Michael Donnellan (born 28 February 1977) is an Irish former Gaelic footballer who played at senior level for the Galway county team. He is the son of former politician and footballer, John Donnellan and grandson of politician and footballer Michael Donnellan. All of them captained the Galway football team in their careers.

Gaelic football career
Donnellan first came to prominence as a member of the talented St Jarlath's College in Tuam team of the early nineties. He played a crucial role in their Hogan Cup winning season of 1994, alongside future Galway team-mates Declan Meehan, Tomás Meehan, John Divilly, Tommy Joyce and  Pádraic Joyce. They reached the Connacht final the following year but lost out to their biggest rivals, St. Patrick's College, Tuam. He would later once more star alongside Joyce with the Tralee IT team that won the 1998 Sigerson Cup.

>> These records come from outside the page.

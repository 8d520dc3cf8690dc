use std::path::Path;
use std::process::{Command, Output};

use serde_json::Value;

fn run_cli(dir: &Path, args: &[&str]) -> Output {
    Command::new(env!("CARGO_BIN_EXE_reclink"))
        .current_dir(dir)
        .env("HOME", dir.join("home"))
        .env_remove("RUST_LOG")
        .args(args)
        .output()
        .expect("command runs")
}

fn run_json(dir: &Path, args: &[&str]) -> Value {
    let output = run_cli(dir, args);
    assert!(
        output.status.success(),
        "command failed: args={args:?}\nstdout={}\nstderr={}",
        String::from_utf8_lossy(&output.stdout),
        String::from_utf8_lossy(&output.stderr)
    );
    serde_json::from_slice(&output.stdout).expect("json stdout")
}

fn run_error(dir: &Path, args: &[&str]) -> Value {
    let output = run_cli(dir, args);
    assert!(!output.status.success(), "command unexpectedly succeeded: {args:?}");
    serde_json::from_slice(&output.stderr).expect("json stderr")
}

#[test]
fn init_assert_query_and_clear_roundtrip() {
    let temp = tempfile::tempdir().expect("tempdir");
    let dir = temp.path();

    let init = run_json(dir, &["init"]);
    assert_eq!(init["status"], "ok");
    assert!(dir.join(".reclink/links.sqlite").exists());
    assert!(dir.join(".reclink/config.yml").exists());

    let first = run_json(dir, &["assert", "r1", "r2", "--kind", "same", "--status", "inferred"]);
    assert_eq!(first["outcome"], "inserted");
    assert_eq!(first["link"]["kind"], "same");
    assert_eq!(first["link"]["status"], "inferred");

    let human = run_json(dir, &["assert", "r1", "r2", "--kind", "different"]);
    assert_eq!(human["outcome"], "updated");
    assert_eq!(human["link"]["status"], "asserted");

    let stale = run_json(dir, &["assert", "r1", "r2", "--kind", "same", "--status", "inferred"]);
    assert_eq!(stale["outcome"], "kept");
    assert_eq!(stale["link"]["kind"], "different");

    run_json(dir, &["assert", "r3", "r1", "--kind", "maybe-same"]);
    run_json(dir, &["assert", "r4", "r5", "--kind", "same"]);

    let all = run_json(dir, &["links"]);
    assert_eq!(all["count"], 3);

    let limited = run_json(dir, &["links", "--limit", "1"]);
    assert_eq!(limited["count"], 1);

    let future = run_json(dir, &["links", "--since", "2999-01-01T00:00:00Z"]);
    assert_eq!(future["count"], 0);

    let for_r1 = run_json(dir, &["links-for", "r1"]);
    assert_eq!(for_r1["count"], 2);

    let cleared = run_json(dir, &["clear"]);
    assert_eq!(cleared["removed"], 3);
    assert_eq!(run_json(dir, &["links"])["count"], 0);
}

#[test]
fn db_flag_overrides_configured_database() {
    let temp = tempfile::tempdir().expect("tempdir");
    let dir = temp.path();

    run_json(dir, &["--db", "alt.sqlite", "init"]);
    assert!(dir.join("alt.sqlite").exists());
    run_json(dir, &["--db", "alt.sqlite", "assert", "a", "b", "--kind", "same"]);
    assert_eq!(run_json(dir, &["--db", "alt.sqlite", "links"])["count"], 1);
}

#[test]
fn commands_before_init_report_not_initialized() {
    let temp = tempfile::tempdir().expect("tempdir");
    let err = run_error(temp.path(), &["links"]);
    assert_eq!(err["error"]["code"], "not_initialized");
}

#[test]
fn compare_needs_no_database() {
    let temp = tempfile::tempdir().expect("tempdir");
    let result = run_json(temp.path(), &["compare", "kitten", "sitting"]);
    assert_eq!(result["similarity"], 0.5);
    assert_eq!(result["distance"], 3);
    assert_eq!(result["tokenized"], true);
}
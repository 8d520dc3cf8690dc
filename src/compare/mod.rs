pub mod levenshtein;

pub use levenshtein::{Levenshtein, cutoff_distance, distance};

/// A string similarity measure used when scoring a candidate record pair.
pub trait Comparator {
    /// Similarity in `[0.0, 1.0]`; `1.0` means identical.
    fn compare(&self, s1: &str, s2: &str) -> f64;

    /// Whether inputs should be handed over as whole tokens rather than
    /// split further by the caller. Does not change `compare` itself.
    fn is_tokenized(&self) -> bool;
}
pub mod compare;
pub mod config;
pub mod link;
pub mod store;

pub use compare::{Comparator, Levenshtein};
pub use link::{AssertionsWin, Link, LinkKind, LinkStatus, OverridePolicy};
pub use store::{AssertOutcome, ChangeQuery, ConnectionSpec, LinkStore, LinkStoreError};
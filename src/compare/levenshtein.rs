use super::Comparator;

/// Normalized Levenshtein similarity over Unicode scalar values.
///
/// Two shortcuts make this cheaper than a plain edit-distance ratio and
/// both change the result on purpose:
///
/// * when the shorter string is at most half as long as the longer one the
///   score is `0.0`, because the similarity can be no higher than `0.5` and
///   callers treat anything in that range as a non-match;
/// * the distance table is abandoned as soon as a cell on the main diagonal
///   exceeds half the shorter length, and that cell is used as the distance.
#[derive(Debug, Clone, Copy, Default)]
pub struct Levenshtein;

impl Levenshtein {
    pub const TOKENIZED: bool = true;
}

impl Comparator for Levenshtein {
    fn compare(&self, s1: &str, s2: &str) -> f64 {
        let left: Vec<char> = s1.chars().collect();
        let right: Vec<char> = s2.chars().collect();
        let len = left.len().min(right.len());
        let maxlen = left.len().max(right.len());

        if maxlen == 0 {
            return 1.0;
        }
        if len as f64 / maxlen as f64 <= 0.5 {
            return 0.0;
        }
        if len == maxlen && s1 == s2 {
            return 1.0;
        }

        let dist = edit_distance(&left, &right, Some(len / 2)).min(len);
        1.0 - dist as f64 / len as f64
    }

    fn is_tokenized(&self) -> bool {
        Self::TOKENIZED
    }
}

/// Exact edit distance with unit insert, delete and substitute costs.
pub fn distance(s1: &str, s2: &str) -> usize {
    let left: Vec<char> = s1.chars().collect();
    let right: Vec<char> = s2.chars().collect();
    edit_distance(&left, &right, None)
}

/// Edit distance that stops at the first main-diagonal cell greater than
/// `min(|s1|, |s2|) / 2` and returns that cell. The result is exact only
/// when no such cell exists.
pub fn cutoff_distance(s1: &str, s2: &str) -> usize {
    let left: Vec<char> = s1.chars().collect();
    let right: Vec<char> = s2.chars().collect();
    let maxdist = left.len().min(right.len()) / 2;
    edit_distance(&left, &right, Some(maxdist))
}

fn edit_distance(left: &[char], right: &[char], cutoff: Option<usize>) -> usize {
    if left.is_empty() {
        return right.len();
    }
    if right.is_empty() {
        return left.len();
    }

    // Row-major (|left| + 1) x (|right| + 1) table.
    let width = right.len() + 1;
    let mut matrix = vec![0usize; (left.len() + 1) * width];
    for (col, cell) in matrix.iter_mut().take(width).enumerate() {
        *cell = col;
    }
    for row in 0..=left.len() {
        matrix[row * width] = row;
    }

    for (ix1, ch1) in left.iter().enumerate() {
        for (ix2, ch2) in right.iter().enumerate() {
            let cost = usize::from(ch1 != ch2);
            let deletion = matrix[ix1 * width + ix2 + 1] + 1;
            let insertion = matrix[(ix1 + 1) * width + ix2] + 1;
            let substitution = matrix[ix1 * width + ix2] + cost;
            let dist = deletion.min(insertion).min(substitution);

            if let Some(maxdist) = cutoff
                && ix1 == ix2
                && dist > maxdist
            {
                return dist;
            }
            matrix[(ix1 + 1) * width + ix2 + 1] = dist;
        }
    }

    matrix[left.len() * width + right.len()]
}

#[cfg(test)]
mod tests {
    use super::*;

    fn score(s1: &str, s2: &str) -> f64 {
        Levenshtein.compare(s1, s2)
    }

    #[test]
    fn identical_strings_score_one() {
        assert_eq!(score("duke", "duke"), 1.0);
        assert_eq!(score("Zürich", "Zürich"), 1.0);
    }

    #[test]
    fn two_empty_strings_score_one() {
        assert_eq!(score("", ""), 1.0);
    }

    #[test]
    fn empty_against_non_empty_scores_zero() {
        assert_eq!(score("", "a"), 0.0);
        assert_eq!(score("abc", ""), 0.0);
    }

    #[test]
    fn kitten_sitting_is_one_half() {
        assert_eq!(distance("kitten", "sitting"), 3);
        assert_eq!(cutoff_distance("kitten", "sitting"), 3);
        assert_eq!(score("kitten", "sitting"), 0.5);
    }

    #[test]
    fn length_ratio_at_one_half_collapses_to_zero() {
        assert_eq!(score("ab", "abcd"), 0.0);
        assert_eq!(score("abc", "abcdefg"), 0.0);
        assert!(score("abc", "abcde") > 0.0);
    }

    #[test]
    fn single_substitution() {
        let expected = 1.0 - 1.0 / 3.0;
        assert_eq!(score("abc", "abd"), expected);
        assert_eq!(score("abc", "abcd"), expected);
    }

    #[test]
    fn diagonal_cutoff_is_observable() {
        assert_eq!(distance("abcd", "wxyz"), 4);
        assert_eq!(cutoff_distance("abcd", "wxyz"), 3);
        assert_eq!(score("abcd", "wxyz"), 0.25);
    }

    #[test]
    fn counts_characters_not_bytes() {
        assert_eq!(distance("héllo", "hello"), 1);
        assert!((score("héllo", "hello") - 0.8).abs() < 1e-12);
    }

    #[test]
    fn distance_handles_empty_sides() {
        assert_eq!(distance("", "abc"), 3);
        assert_eq!(distance("abc", ""), 3);
        assert_eq!(cutoff_distance("", ""), 0);
    }

    #[test]
    fn advertises_tokenized_input() {
        assert!(Levenshtein.is_tokenized());
    }
}
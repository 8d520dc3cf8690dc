use std::fs;
use std::io;
use std::path::{Path, PathBuf};
use std::process::ExitCode;

use chrono::{DateTime, SecondsFormat, Utc};
use clap::{Args, Parser, Subcommand};
use reclink::compare::{Comparator, Levenshtein, distance};
use reclink::config::{ConfigError, EffectiveConfig, default_repo_config_yaml, load_effective_config};
use reclink::link::{AssertionsWin, Link, LinkKind, LinkStatus};
use reclink::store::{ChangeQuery, ConnectionSpec, LinkStore, LinkStoreError, StoreTarget};
use serde_json::{Value, json};

#[derive(Debug)]
struct CliError {
    code: &'static str,
    message: String,
}

impl CliError {
    fn new(code: &'static str, message: impl Into<String>) -> Self {
        Self {
            code,
            message: message.into(),
        }
    }

    fn io(code: &'static str, err: io::Error) -> Self {
        Self::new(code, err.to_string())
    }
}

impl From<LinkStoreError> for CliError {
    fn from(value: LinkStoreError) -> Self {
        Self::new("store_error", value.to_string())
    }
}

impl From<ConfigError> for CliError {
    fn from(value: ConfigError) -> Self {
        Self::new("config_error", value.to_string())
    }
}

impl From<serde_json::Error> for CliError {
    fn from(value: serde_json::Error) -> Self {
        Self::new("json_error", value.to_string())
    }
}

#[derive(Parser, Debug)]
#[command(name = "reclink")]
#[command(about = "Record linkage decisions and string similarity")]
struct Cli {
    /// Database path; overrides the configured `database`.
    #[arg(long, global = true)]
    db: Option<String>,
    #[command(subcommand)]
    command: Command,
}

#[derive(Subcommand, Debug)]
enum Command {
    Init,
    Assert(AssertArgs),
    Links(LinksArgs),
    LinksFor(LinksForArgs),
    Clear,
    Compare(CompareArgs),
}

#[derive(Args, Debug)]
struct AssertArgs {
    id1: String,
    id2: String,
    #[arg(long, value_parser = parse_kind)]
    kind: LinkKind,
    #[arg(long, value_parser = parse_status, default_value = "asserted")]
    status: LinkStatus,
}

#[derive(Args, Debug)]
struct LinksArgs {
    #[arg(long, value_parser = parse_timestamp)]
    since: Option<DateTime<Utc>>,
    #[arg(long, value_parser = parse_timestamp)]
    before: Option<DateTime<Utc>>,
    #[arg(long, default_value_t = 0)]
    limit: usize,
}

#[derive(Args, Debug)]
struct LinksForArgs {
    id: String,
}

#[derive(Args, Debug)]
struct CompareArgs {
    left: String,
    right: String,
}

struct Context {
    paths: RepoPaths,
    config: EffectiveConfig,
}

#[derive(Debug, Clone)]
struct RepoPaths {
    cwd: PathBuf,
    home: PathBuf,
    repo_config: PathBuf,
    user_config: PathBuf,
}

fn main() -> ExitCode {
    env_logger::Builder::from_env(env_logger::Env::default().default_filter_or("warn")).init();

    match run() {
        Ok(()) => ExitCode::SUCCESS,
        Err(err) => {
            let payload = json!({
                "error": {
                    "code": err.code,
                    "message": err.message,
                }
            });
            eprintln!("{payload}");
            ExitCode::FAILURE
        }
    }
}

fn run() -> Result<(), CliError> {
    let cli = Cli::parse();
    match cli.command {
        Command::Init => cmd_init(&load_context(cli.db)?),
        Command::Assert(args) => cmd_assert(&load_context(cli.db)?, args),
        Command::Links(args) => cmd_links(&load_context(cli.db)?, args),
        Command::LinksFor(args) => cmd_links_for(&load_context(cli.db)?, args),
        Command::Clear => cmd_clear(&load_context(cli.db)?),
        Command::Compare(args) => cmd_compare(&args),
    }
}

fn load_context(db_override: Option<String>) -> Result<Context, CliError> {
    let cwd = std::env::current_dir().map_err(|err| CliError::io("cwd_error", err))?;
    let paths = repo_paths(cwd)?;
    let mut config = load_effective_config(
        &paths.cwd,
        Some(&paths.repo_config),
        Some(&paths.user_config),
    )?;
    if let Some(db) = db_override {
        config.database = db;
    }
    Ok(Context { paths, config })
}

fn cmd_init(ctx: &Context) -> Result<(), CliError> {
    let spec = ctx.spec();
    if let StoreTarget::File(path) = &spec.target
        && let Some(parent) = path.parent()
    {
        fs::create_dir_all(parent).map_err(|err| CliError::io("mkdir_error", err))?;
    }
    let store = LinkStore::open(&spec)?;
    store.close()?;
    write_default_config(&ctx.paths)?;

    print_json(&json!({
        "status": "ok",
        "database": target_json(&spec.target),
        "config": ctx.paths.repo_config,
    }))
}

fn cmd_assert(ctx: &Context, args: AssertArgs) -> Result<(), CliError> {
    let mut store = open_initialized(ctx)?;
    let link = Link::new(args.id1, args.id2, args.kind, args.status);
    let outcome = store.assert_link(&link, &AssertionsWin)?;
    store.commit()?;
    let stored = store.link_for(&link.id1, &link.id2)?;
    store.close()?;

    print_json(&json!({
        "status": "ok",
        "outcome": outcome.as_str(),
        "link": stored.as_ref().map(link_to_json),
    }))
}

fn cmd_links(ctx: &Context, args: LinksArgs) -> Result<(), CliError> {
    let store = open_initialized(ctx)?;
    let links = store.changes(&ChangeQuery {
        since: args.since,
        before: args.before,
        page_size: args.limit,
    })?;
    store.close()?;

    print_json(&json!({
        "status": "ok",
        "count": links.len(),
        "links": links.iter().map(link_to_json).collect::<Vec<_>>(),
    }))
}

fn cmd_links_for(ctx: &Context, args: LinksForArgs) -> Result<(), CliError> {
    let store = open_initialized(ctx)?;
    let links = store.all_links_for(&args.id)?;
    store.close()?;

    print_json(&json!({
        "status": "ok",
        "id": args.id,
        "count": links.len(),
        "links": links.iter().map(link_to_json).collect::<Vec<_>>(),
    }))
}

fn cmd_clear(ctx: &Context) -> Result<(), CliError> {
    let mut store = open_initialized(ctx)?;
    let removed = store.clear()?;
    store.commit()?;
    store.close()?;

    print_json(&json!({
        "status": "ok",
        "removed": removed,
    }))
}

fn cmd_compare(args: &CompareArgs) -> Result<(), CliError> {
    print_json(&json!({
        "status": "ok",
        "similarity": Levenshtein.compare(&args.left, &args.right),
        "distance": distance(&args.left, &args.right),
        "tokenized": Levenshtein.is_tokenized(),
    }))
}

impl Context {
    fn spec(&self) -> ConnectionSpec {
        self.config.connection_spec(&self.paths.cwd, &self.paths.home)
    }
}

fn open_initialized(ctx: &Context) -> Result<LinkStore, CliError> {
    let spec = ctx.spec();
    require_initialized(&spec)?;
    Ok(LinkStore::open(&spec)?)
}

fn require_initialized(spec: &ConnectionSpec) -> Result<(), CliError> {
    if let StoreTarget::File(path) = &spec.target
        && !path.exists()
    {
        return Err(CliError::new(
            "not_initialized",
            format!(
                "link database {} does not exist; run `reclink init`",
                path.display()
            ),
        ));
    }
    Ok(())
}

fn repo_paths(cwd: PathBuf) -> Result<RepoPaths, CliError> {
    let home = home_dir()?;
    Ok(RepoPaths {
        repo_config: cwd.join(".reclink").join("config.yml"),
        user_config: home.join(".reclink").join("config.yml"),
        cwd,
        home,
    })
}

fn write_default_config(paths: &RepoPaths) -> Result<(), CliError> {
    let config_path = &paths.repo_config;
    if config_path.exists() {
        return Ok(());
    }
    if let Some(parent) = config_path.parent() {
        fs::create_dir_all(parent).map_err(|err| CliError::io("mkdir_error", err))?;
    }
    fs::write(config_path, default_repo_config_yaml())
        .map_err(|err| CliError::io("write_error", err))
}

fn home_dir() -> Result<PathBuf, CliError> {
    std::env::var_os("HOME")
        .map(PathBuf::from)
        .ok_or_else(|| CliError::new("home_error", "HOME environment variable is not set"))
}

fn parse_kind(raw: &str) -> Result<LinkKind, String> {
    LinkKind::parse(raw).ok_or_else(|| {
        format!("unknown link kind `{raw}` (expected same, different or maybe-same)")
    })
}

fn parse_status(raw: &str) -> Result<LinkStatus, String> {
    LinkStatus::parse(raw).ok_or_else(|| {
        format!("unknown link status `{raw}` (expected inferred, asserted or retracted)")
    })
}

fn parse_timestamp(raw: &str) -> Result<DateTime<Utc>, String> {
    DateTime::parse_from_rfc3339(raw)
        .map(|ts| ts.with_timezone(&Utc))
        .map_err(|err| format!("invalid RFC 3339 timestamp `{raw}`: {err}"))
}

fn link_to_json(link: &Link) -> Value {
    json!({
        "id1": link.id1,
        "id2": link.id2,
        "kind": link.kind.name(),
        "status": link.status.name(),
        "timestamp": link.timestamp.to_rfc3339_opts(SecondsFormat::Millis, true),
    })
}

fn target_json(target: &StoreTarget) -> Value {
    match target {
        StoreTarget::File(path) => json!(path_string(path)),
        StoreTarget::Memory => json!(":memory:"),
    }
}

fn path_string(path: &Path) -> String {
    path.to_string_lossy().into_owned()
}

fn print_json(value: &Value) -> Result<(), CliError> {
    let rendered = serde_json::to_string(value)?;
    println!("{rendered}");
    Ok(())
}
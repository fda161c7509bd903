//! # Session Client Trait
//!
//! リモートのメディアサーバーへのログインとアップロードを抽象化

use async_trait::async_trait;

#[cfg(test)]
use mockall::automock;

use crate::domain::entities::playlist::PlaylistFile;
use crate::domain::entities::session::{AuthenticatedSession, Credentials};
use crate::domain::entities::upload_outcome::UploadOutcome;
use crate::domain::errors::Result;

/// セッションクライアント
#[cfg_attr(test, automock)]
#[async_trait]
pub trait SessionClient: Send + Sync {
    /// ログインして認証済みセッションを返す
    ///
    /// # Errors
    ///
    /// 非2xxレスポンスまたは通信失敗の場合に `PlaylistError::Authentication` を返す。
    /// この失敗は実行全体にとって致命的。
    async fn login(&self, credentials: &Credentials) -> Result<AuthenticatedSession>;

    /// プレイリストを1件アップロードする
    ///
    /// Never fails: read errors, rejected uploads and transport errors are
    /// all reported through the returned [`UploadOutcome`].
    async fn submit(&self, session: &AuthenticatedSession, playlist: &PlaylistFile)
        -> UploadOutcome;
}
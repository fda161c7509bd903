//! Logging setup
//!
//! 起動時に一度だけロガーを初期化する

use env_logger::{Builder, Target};
use log::LevelFilter;

use crate::adapter::config::LogLevel;

/// Install the global logger writing to stdout at `level`.
///
/// Later calls are ignored, so the verbosity chosen at startup is final.
pub fn init_logging(level: LogLevel) {
    let filter = LevelFilter::from(level);
    let _ = Builder::new()
        .filter_level(filter)
        // HTTP internals stay quiet unless explicitly debugging
        .filter_module("hyper_util", filter.min(LevelFilter::Info))
        .filter_module("reqwest", filter.min(LevelFilter::Info))
        .target(Target::Stdout)
        .format_timestamp_secs()
        .try_init();
}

In 1998, Donnellan won his first All-Ireland medal, as part of the Galway side that won the All-Ireland Senior Football Championship in 1998. During the first half of the final against Kildare, Donnellan picked up the ball inside the heart of his own defence and proceeded to go on an amazing run, soloing the length of the field while exchanging a one-two with Kevin Walsh in the midfield. As he approached the Kildare goal, he laid the ball off to Derek Savage who passed to Sean Óg De Paor. De Paor slotted the ball over the bar. The score re-invigorated the Galway team, who were losing at the time. Donnellan's overall performance inspired Galway to their first football title in 32 years and completed a unique hat-trick of senior All-Ireland medals for his family, as he followed in the footsteps of his father John (1966) and his grandfather Mick (1925). The final score was 1–14 to 1–10. That solo run was later voted No.1 in the Top 20 GAA Moments, in 2003. He was named Texaco Footballer of the Year that year.

After reaching another final in 2000, losing out to Kerry after a replay, Donnellan & Galway returned to win the All-Ireland Senior Football Championship. After losing to Roscommon in the Connacht semi-final, Galway entered the newly introduced back-door qualifiers and defeated Wicklow, Armagh and Cork to reach the quarter-finals. They gained revenge over Roscommon with 0–14 to 1–05 victory to reach the semi-finals, where they defeated Derry by 3 points. In the final, they outclassed a Meath team by 0–17 to 0–08.

Donnellan went on to win an All-Ireland Senior Club Football Championship with his adopted club Salthill-Knocknacarra in 2005. He gave a man of the match performance in the final where Salthill narrowly edged out Antrim club St Gall's.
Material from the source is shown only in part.